▶ **WHAT THE TASK REQUIRES**:
Please start at the first line of the records beneath and quote each line exactly, ending with the line containing "Filter used when".

▶ **EXTRACTED ENTRIES**:
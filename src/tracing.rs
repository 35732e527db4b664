//! Tracing subscriber setup with optional OpenTelemetry export
//!
//! Console logging is always on. When an OTLP endpoint is configured the
//! agent spans (`agent_run`, `sandbox_session`, `llm_call`,
//! `code_execution`) are also exported, batched on the tokio runtime.
//!
//! ```text
//! datasquad → fmt layer (stderr)
//!           → OTLP (gRPC) → collector → trace backend   (optional)
//! ```

use opentelemetry::KeyValue;
use opentelemetry_otlp::WithExportConfig;
use opentelemetry_sdk::{runtime, trace as sdktrace, Resource};
use tracing_subscriber::{layer::SubscriberExt, util::SubscriberInitExt, EnvFilter};

/// Filter used when `RUST_LOG` is unset
pub const DEFAULT_FILTER: &str = "info,datasquad=debug";

/// Initialize the global subscriber
///
/// # Arguments
/// * `service_name` - Name for the service in exported traces
/// * `otlp_endpoint` - OTLP collector URL; `None` disables export
///
/// # Example
/// ```ignore
/// init_tracing("datasquad", config.otlp_endpoint.as_deref())?;
/// ```
pub fn init_tracing(
    service_name: &str,
    otlp_endpoint: Option<&str>,
) -> Result<(), Box<dyn std::error::Error + Send + Sync>> {
    let fmt_layer = tracing_subscriber::fmt::layer()
        .with_writer(std::io::stderr)
        .with_target(true)
        .with_thread_ids(false)
        .with_file(false)
        .with_line_number(false);

    let filter =
        EnvFilter::try_from_default_env().unwrap_or_else(|_| EnvFilter::new(DEFAULT_FILTER));

    let otel_layer = match otlp_endpoint {
        Some(endpoint) => {
            let exporter = opentelemetry_otlp::new_exporter()
                .tonic()
                .with_endpoint(endpoint);

            let tracer = opentelemetry_otlp::new_pipeline()
                .tracing()
                .with_exporter(exporter)
                .with_trace_config(sdktrace::Config::default().with_resource(Resource::new(
                    vec![
                        KeyValue::new("service.name", service_name.to_string()),
                        KeyValue::new("service.version", env!("CARGO_PKG_VERSION")),
                    ],
                )))
                .install_batch(runtime::Tokio)?;

            Some(tracing_opentelemetry::layer().with_tracer(tracer))
        }
        None => None,
    };

    tracing_subscriber::registry()
        .with(filter)
        .with(fmt_layer)
        .with(otel_layer)
        .try_init()?;

    match otlp_endpoint {
        Some(endpoint) => tracing::info!(
            service = service_name,
            endpoint = endpoint,
            "OpenTelemetry tracing initialized"
        ),
        None => tracing::debug!(service = service_name, "Console tracing initialized"),
    }

    Ok(())
}

/// Flush pending spans to the collector
pub fn shutdown_tracing() {
    opentelemetry::global::shutdown_tracer_provider();
    tracing::debug!("Tracing shutdown complete");
}
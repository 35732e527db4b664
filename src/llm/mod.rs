//! Prompted code generator integration
//!
//! This module provides the client for the hosted LLM that writes analysis
//! code. Agents declare one tool (`execute_python`) and the model answers
//! either with prose or with a tool invocation carrying the program text.

pub mod messages;

pub use messages::{
    execute_code_tool, ChatMessage, CodeGenerator, ContentBlock, LlmError, MessageContent,
    MessageRequest, MessageResponse, MessagesClient, Tool, ToolInvocation, EXECUTE_CODE_TOOL,
};
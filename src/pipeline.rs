//! Top-level orchestration: fan out the agents, synthesize, persist
//!
//! ```text
//! Phase 1  statistical ─┐
//!          anomaly     ─┼─ settle_all (join, no short-circuit)
//!          (viz remote)─┘
//! Phase 2  LocalVisualizer (local variant only)
//! Phase 3  Coordinator::synthesize
//! Phase 4  analysis_report.html, visualizations.html, raw_results.json, metrics.prom
//! ```

use std::panic::AssertUnwindSafe;
use std::path::{Path, PathBuf};
use std::sync::Arc;
use std::time::Instant;

use chrono::Local;
use futures_util::future::{join_all, LocalBoxFuture};
use futures_util::FutureExt;
use serde_json::{json, Map, Value};
use tracing::{error, info, warn};

use crate::agent::remote::panic_message;
use crate::agent::{AgentConfig, AgentKind, AgentReport, ChartArtifact, RemoteAgent};
use crate::charts::LocalVisualizer;
use crate::config::{PipelineConfig, Variant};
use crate::coordinator::Coordinator;
use crate::llm::CodeGenerator;
use crate::metrics::{self, PHASE_DURATION};
use crate::report::{render_report, visualization_dashboard, ReportInput};
use crate::sandbox::SandboxProvider;

pub const REPORT_FILE: &str = "analysis_report.html";
pub const DASHBOARD_FILE: &str = "visualizations.html";
pub const RAW_RESULTS_FILE: &str = "raw_results.json";
pub const METRICS_FILE: &str = "metrics.prom";

const RULE: &str = "======================================================================";
const THIN_RULE: &str = "----------------------------------------------------------------------";

/// Error type for pipeline runs
#[derive(Debug)]
pub enum PipelineError {
    /// The input dataset does not exist; nothing was started
    DatasetMissing(PathBuf),
    Io(std::io::Error),
    Json(serde_json::Error),
}

impl std::fmt::Display for PipelineError {
    fn fmt(&self, f: &mut std::fmt::Formatter<'_>) -> std::fmt::Result {
        match self {
            PipelineError::DatasetMissing(path) => {
                write!(f, "Dataset not found: {}", path.display())
            }
            PipelineError::Io(e) => write!(f, "IO error: {}", e),
            PipelineError::Json(e) => write!(f, "JSON error: {}", e),
        }
    }
}

impl std::error::Error for PipelineError {}

impl From<std::io::Error> for PipelineError {
    fn from(e: std::io::Error) -> Self {
        PipelineError::Io(e)
    }
}

impl From<serde_json::Error> for PipelineError {
    fn from(e: serde_json::Error) -> Self {
        PipelineError::Json(e)
    }
}

/// Await every task to completion, in input order
///
/// A task that panics yields an error-shaped report for its kind; siblings
/// are never cancelled.
pub async fn settle_all(
    tasks: Vec<(AgentKind, LocalBoxFuture<'_, AgentReport>)>,
) -> Vec<AgentReport> {
    let guarded = tasks.into_iter().map(|(kind, task)| async move {
        match AssertUnwindSafe(task).catch_unwind().await {
            Ok(report) => report,
            Err(panic) => {
                let message = panic_message(panic.as_ref());
                error!(agent = %kind, error = %message, "Agent task panicked");
                AgentReport::failed(kind, message)
            }
        }
    });
    join_all(guarded).await
}

/// Wall-clock seconds per phase, in execution order
#[derive(Debug, Clone, Default)]
pub struct PhaseTimings(Vec<(&'static str, f64)>);

impl PhaseTimings {
    fn record(&mut self, phase: &'static str, started: Instant) -> f64 {
        let secs = started.elapsed().as_secs_f64();
        PHASE_DURATION.with_label_values(&[phase]).observe(secs);
        self.0.push((phase, secs));
        secs
    }

    pub fn get(&self, phase: &str) -> Option<f64> {
        self.0.iter().find(|(p, _)| *p == phase).map(|(_, s)| *s)
    }

    pub fn to_value(&self) -> Value {
        let map: Map<String, Value> = self
            .0
            .iter()
            .map(|(phase, secs)| (phase.to_string(), json!(secs)))
            .collect();
        Value::Object(map)
    }
}

/// Everything a finished run produced
#[derive(Debug, Clone)]
pub struct PipelineOutcome {
    pub stats: AgentReport,
    pub viz: AgentReport,
    pub anomalies: AgentReport,
    pub insights: String,
    pub timings: PhaseTimings,
    /// Files written in phase 4
    pub files: Vec<PathBuf>,
}

enum Visualizer {
    Local(LocalVisualizer),
    Remote(RemoteAgent),
}

/// The four-phase analysis pipeline
pub struct Pipeline {
    dataset: PathBuf,
    results_dir: PathBuf,
    variant: Variant,
    statistical: RemoteAgent,
    anomaly: RemoteAgent,
    visualizer: Visualizer,
    coordinator: Coordinator,
}

impl Pipeline {
    /// Wire the agents from resolved configuration and injected clients
    pub fn new(
        config: &PipelineConfig,
        generator: Arc<dyn CodeGenerator>,
        sandboxes: Arc<dyn SandboxProvider>,
    ) -> Self {
        let agent_config = AgentConfig::from_llm(&config.llm);
        let visualizer = match config.variant {
            Variant::LocalCharts => Visualizer::Local(LocalVisualizer::new(&config.results_dir)),
            Variant::AllRemote => Visualizer::Remote(RemoteAgent::visualization(
                generator.clone(),
                sandboxes.clone(),
                agent_config.clone(),
            )),
        };

        Self {
            dataset: config.dataset.clone(),
            results_dir: config.results_dir.clone(),
            variant: config.variant,
            statistical: RemoteAgent::statistical(
                generator.clone(),
                sandboxes.clone(),
                agent_config.clone(),
            ),
            anomaly: RemoteAgent::anomaly(generator.clone(), sandboxes, agent_config),
            visualizer,
            coordinator: Coordinator::from_config(generator, &config.llm),
        }
    }

    /// Run all phases
    ///
    /// Only a missing dataset is an error, and it is detected before any
    /// agent starts or any file is written.
    pub async fn run(&self) -> Result<PipelineOutcome, PipelineError> {
        if !tokio::fs::try_exists(&self.dataset).await.unwrap_or(false) {
            return Err(PipelineError::DatasetMissing(self.dataset.clone()));
        }

        let remote_viz = matches!(self.visualizer, Visualizer::Remote(_));
        println!("\n{}\n[PIPELINE] PARALLEL DATA ANALYSIS PIPELINE\n{}\n", RULE, RULE);
        println!("[PIPELINE] Dataset: {}", self.dataset.display());
        println!("[PIPELINE] Agents: 3 (Statistical, Visualization, Anomaly)");
        println!("[PIPELINE] Variant: {}\n", self.variant.as_str());
        info!(dataset = %self.dataset.display(), variant = self.variant.as_str(), "Pipeline starting");

        let mut timings = PhaseTimings::default();
        let run_start = Instant::now();

        // Phase 1
        banner("Phase 1: Running Analysis Agents in Parallel...");
        let started = Instant::now();
        let dataset = self.dataset.as_path();
        let mut tasks: Vec<(AgentKind, LocalBoxFuture<'_, AgentReport>)> = vec![
            (AgentKind::Statistical, self.statistical.run(dataset).boxed_local()),
            (AgentKind::Anomaly, self.anomaly.run(dataset).boxed_local()),
        ];
        if let Visualizer::Remote(agent) = &self.visualizer {
            tasks.push((AgentKind::Visualization, agent.run(dataset).boxed_local()));
        }
        let mut settled = settle_all(tasks).await.into_iter();
        let stats = settled.next().unwrap_or_default();
        let anomalies = settled.next().unwrap_or_default();
        let remote_viz_report = settled.next();
        let secs = timings.record("analysis", started);
        done(&format!("ANALYSIS AGENTS COMPLETE ({:.1}s)", secs));

        // Phase 2
        let viz = match (&self.visualizer, remote_viz_report) {
            (Visualizer::Local(visualizer), _) => {
                banner("Phase 2: Creating Visualizations...");
                let started = Instant::now();
                let report = visualizer.run(dataset);
                let secs = timings.record("visualization", started);
                done(&format!("VISUALIZATIONS COMPLETE ({:.1}s)", secs));
                report
            }
            (Visualizer::Remote(_), report) => report.unwrap_or_default(),
        };

        // Phase 3
        banner("Phase 3: Synthesizing Insights...");
        let started = Instant::now();
        let insights = self.coordinator.synthesize(&stats, &viz, &anomalies).await;
        let secs = timings.record("synthesis", started);
        done(&format!("INSIGHTS SYNTHESIS COMPLETE ({:.1}s)", secs));

        // Phase 4
        banner("Phase 4: Generating Final Report...");
        let started = Instant::now();
        let files = self
            .persist(&stats, &viz, &anomalies, &insights, &timings, remote_viz)
            .await;
        timings.record("report", started);
        let total = timings.record("total", run_start);

        println!("\n{}\n[PIPELINE] ANALYSIS COMPLETE!\n{}", RULE, RULE);
        println!("\n[PIPELINE] Total time: {:.1}s", total);
        println!("[PIPELINE] Charts generated: {}", viz.chart_count());
        println!("[PIPELINE] Results saved in: {}", self.results_dir.display());
        println!("\n[PIPELINE] Files generated:");
        for (i, file) in files.iter().enumerate() {
            println!("   {}. {}", i + 1, file.display());
        }
        if !remote_viz && viz.chart_count() > 0 {
            println!("   + {} individual chart PNG files", viz.chart_count());
        }
        println!();
        info!(total_secs = total, files = files.len(), "Pipeline complete");

        Ok(PipelineOutcome {
            stats,
            viz,
            anomalies,
            insights,
            timings,
            files,
        })
    }

    /// Write the phase 4 artifacts; each failure is reported and skipped
    async fn persist(
        &self,
        stats: &AgentReport,
        viz: &AgentReport,
        anomalies: &AgentReport,
        insights: &str,
        timings: &PhaseTimings,
        remote_viz: bool,
    ) -> Vec<PathBuf> {
        let mut files = Vec::new();
        if let Err(e) = tokio::fs::create_dir_all(&self.results_dir).await {
            error!(dir = %self.results_dir.display(), error = %e, "Cannot create results directory");
            println!("[PIPELINE] ✗ Cannot create {}: {}", self.results_dir.display(), e);
            return files;
        }

        let chart_paths: Vec<PathBuf> = viz
            .chart_artifacts()
            .into_iter()
            .filter_map(|c| match c {
                ChartArtifact::File(path) => Some(path),
                ChartArtifact::Embedded { .. } => None,
            })
            .collect();

        if !remote_viz && !chart_paths.is_empty() {
            let html = visualization_dashboard(&chart_paths, &self.results_dir);
            self.write(DASHBOARD_FILE, html.into_bytes(), "Standalone visualization dashboard", &mut files)
                .await;
        }

        let dataset_name = self
            .dataset
            .file_name()
            .map(|n| n.to_string_lossy().into_owned())
            .unwrap_or_else(|| self.dataset.display().to_string());
        let report = render_report(&ReportInput {
            insights,
            stats,
            viz,
            anomalies,
            dataset: &dataset_name,
            variant: self.variant,
            generated_at: Local::now(),
            base_dir: &self.results_dir,
        });
        self.write(REPORT_FILE, report.into_bytes(), "HTML report", &mut files)
            .await;

        let visualizations = if remote_viz {
            viz.to_value()
        } else {
            let mut value = json!({
                "count": chart_paths.len(),
                "chart_paths": chart_paths,
            });
            if let (Some(error), Some(map)) = (viz.error(), value.as_object_mut()) {
                map.insert("error".to_string(), json!(error));
            }
            value
        };
        let raw = json!({
            "timestamp": Local::now().to_rfc3339(),
            "variant": self.variant.as_str(),
            "dataset": self.dataset.display().to_string(),
            "statistics": stats,
            "visualizations": visualizations,
            "anomalies": anomalies,
            "insights": insights,
            "phase_timings": timings.to_value(),
        });
        match serde_json::to_vec_pretty(&raw) {
            Ok(bytes) => {
                self.write(RAW_RESULTS_FILE, bytes, "Raw results", &mut files)
                    .await
            }
            Err(e) => report_failure(RAW_RESULTS_FILE, &PipelineError::from(e)),
        }

        self.write(METRICS_FILE, metrics::gather_text().into_bytes(), "Metrics", &mut files)
            .await;
        files
    }

    async fn write(&self, name: &str, contents: Vec<u8>, label: &str, files: &mut Vec<PathBuf>) {
        let path = self.results_dir.join(name);
        match tokio::fs::write(&path, contents).await {
            Ok(()) => {
                println!("   ✓ {} saved to {}", label, path.display());
                files.push(path);
            }
            Err(e) => report_failure(name, &PipelineError::from(e)),
        }
    }
}

fn report_failure(name: &str, e: &PipelineError) {
    warn!(file = name, error = %e, "Failed to write artifact");
    println!("   ✗ Failed to write {}: {}", name, e);
}

fn banner(title: &str) {
    println!("{}\n{}\n", title, THIN_RULE);
}

fn done(message: &str) {
    println!("{}\n✅ {}\n{}\n", RULE, message, RULE);
}

/// Diagnostic printed when the dataset is absent
pub fn describe_missing(path: &Path) -> String {
    format!(
        "❌ Error: {} not found!\n   Point DATASQUAD_DATASET at a CSV file and run again.",
        path.display()
    )
}

#[cfg(test)]
mod tests {
    use super::*;
    use std::time::Duration;

    async fn fail_immediately() -> AgentReport {
        panic!("immediate failure")
    }

    #[tokio::test(start_paused = true)]
    async fn test_settle_all_waits_for_every_task() {
        let start = tokio::time::Instant::now();
        let tasks: Vec<(AgentKind, LocalBoxFuture<'_, AgentReport>)> = vec![
            (
                AgentKind::Statistical,
                async {
                    tokio::time::sleep(Duration::from_secs(10)).await;
                    AgentReport::new().with("n", 10)
                }
                .boxed_local(),
            ),
            (
                AgentKind::Visualization,
                async {
                    tokio::time::sleep(Duration::from_secs(1)).await;
                    AgentReport::new().with("n", 1)
                }
                .boxed_local(),
            ),
            (AgentKind::Anomaly, fail_immediately().boxed_local()),
        ];

        let results = settle_all(tasks).await;

        assert!(start.elapsed() >= Duration::from_secs(10));
        assert_eq!(results.len(), 3);
        assert_eq!(results[0].get("n"), Some(&json!(10)));
        assert_eq!(results[1].get("n"), Some(&json!(1)));
        assert!(results[2].error().unwrap().contains("immediate failure"));
        assert_eq!(results[2].get("outliers"), Some(&json!([])));
    }

    #[test]
    fn test_phase_timings_keep_order() {
        let mut timings = PhaseTimings::default();
        let now = Instant::now();
        timings.record("analysis", now);
        timings.record("synthesis", now);
        assert!(timings.get("analysis").is_some());
        assert!(timings.get("report").is_none());
        let value = timings.to_value();
        assert!(value["synthesis"].is_number());
    }
}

▶ **EXERCISE SOLUTION**:
filename src/tracing.rs
repository 35732e527db4b664
//! Tracing subscriber setup with optional OpenTelemetry export
//!
//! Console logging is always on. When an OTLP endpoint is configured the
//! agent spans (`agent_run`, `sandbox_session`, `llm_call`,
//! `code_execution`) are also exported, batched on the tokio runtime.
//!
//! ```text
//! datasquad → fmt layer (stderr)
//!           → OTLP (gRPC) → collector → trace backend   (optional)
//! ```

use opentelemetry::KeyValue;
use opentelemetry_otlp::WithExportConfig;
use opentelemetry_sdk::{runtime, trace as sdktrace, Resource};
use tracing_subscriber::{layer::SubscriberExt, util::SubscriberInitExt, EnvFilter};

/// Filter used when `RUST_LOG` is unset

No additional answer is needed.